I love that I can count on everyone here to be debating punctuation. Literally.
My pet peeve is 'their.' I had a student rant in class the other day, "Why do teachers hate it when students use 'their' for the third person gender neutral? Why don't teachers just accept it already?!?" My answer was that most people aren't gender neutral, they are gender something, and I was tired of reading papers with sentences like: "A pregnant woman should talk to their doctor about..." @@
One of my friends in college reasoned that it was the "royal they."
My answer was that most people aren't gender neutral, they are gender something
But we still need a word! There are plenty of times you don't know a gender, and you'd be being either inaccurate or rude by picking one.
Also, isn't it a long-time usage of it as gender neutral?
So no one's using "literal" to mean "figurative", they're just implying figurative every time.

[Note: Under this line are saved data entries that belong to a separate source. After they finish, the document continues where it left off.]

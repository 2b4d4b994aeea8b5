//! Rotation of the numbered rsync log files on the destination host.
//!
//! `log.9` is dropped, `log.i` moves to `log.(i+1)` from the highest index
//! down, and the live log becomes `log.0`.

use crate::executor::script::Script;

/// Number of historical log files kept (`.0` to `.9`).
pub const LOG_HISTORY: u32 = 10;

const ROTATE_TEMPLATE: &str = r#"set -u
log={{log}}
mkdir -p -- "$(dirname -- "$log")" || exit 1
rm -f -- "$log.{{last}}" || exit 1
i={{last}}
while [ "$i" -gt 0 ]; do
    prev=$((i - 1))
    if [ -e "$log.$prev" ]; then
        mv -f -- "$log.$prev" "$log.$i" || exit 1
    fi
    i=$prev
done
if [ -e "$log" ]; then
    mv -f -- "$log" "$log.0" || exit 1
fi
"#;

/// Script rotating `log` and creating its parent directory.
pub fn rotation_script(log: &str) -> Script {
    Script::new("rotate rsync logs", ROTATE_TEMPLATE)
        .value("log", log)
        .raw("last", (LOG_HISTORY - 1).to_string())
}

Wait. I really think the second half of your sentence disproves the first half. If they're implying figurative-ness, then they *are* using "literal" to mean "figurative."
You left out the part where I shake my cane menacingly at the new kid.
No, I expect by that point in the future you'll be cyborgishly melded to a Segway to get around. Sort of a crabby, grammar correcting, prescriptivist Segway Centaur.
If they're implying figurative-ness, then they *are* using "literal" to mean "figurative."
I'm with Steph. Figurativeness is implied in the statement "it was hell inside that raincoat". By adding literally, you're saying "I know you would normally take that as a metaphor, but I truly mean what I said.
There are plenty of times you don't know a gender, and you'd be being either inaccurate or rude by picking one.
While I am sure there are exceptions, any time when you don't know an actual gender, you aren't talking about an actual person but a kind of general 'one' (as in 'the reader' or 'the patient'), in which case you can just make your subject plural ('readers' or 'patients') and be politically and grammatically correct at the same time.
Wait. I really think the second half of your sentence disproves the first half. If they're implying figurative-ness, then they *are* using "literal" to mean "figurative."
No. What I mean is that you can't misuse literal in that way
without
implying figurative. But there are lots of words you can use that
imply
figurative that aren't equivalent to it. Their primary meaning is something else. I posit that the misuse of literal is one of those.
be politically and grammatically correct at the same time
So you're saying it's grammatically incorrect too? I've read positions that go both ways. If I don't know the gender of the doctor, are you telling me to reframe the sentence so that I don't need pronouns because English has nothing to offer me? Do you support, then, the introduction of zie and hir and all those, or do you just figure we should say it some other way?
But there are lots of words you can use that imply figurative that aren't equivalent to it. Their primary meaning is something else. I posit that the misuse of literal is one of those.
I'm really confused here. The primary meaning of "literal" is not "figurative." But it's misused to mean "figurative." I thought we weren't initally agreeing but now I think we are?
Totally confused.
No, what I'm saying (really badly) is that when I misuse "literally" I'm not using it as an equivalent to "figuratively".
Which is to say, when I said "it's literally hell in that raincoat" I couldn't have equivalently said "it's figuratively hell in that raincoat". It's not a one for one substitution. However, every time I misuse literally, I am indeed implying figuratively. However, I'm implying figuratively with a whole lot of words that don't actually just mean that.
If what you initially meant was that you can't misuse literally without implying its opposite as well (even though that's not the main point of the misuse), then we agree.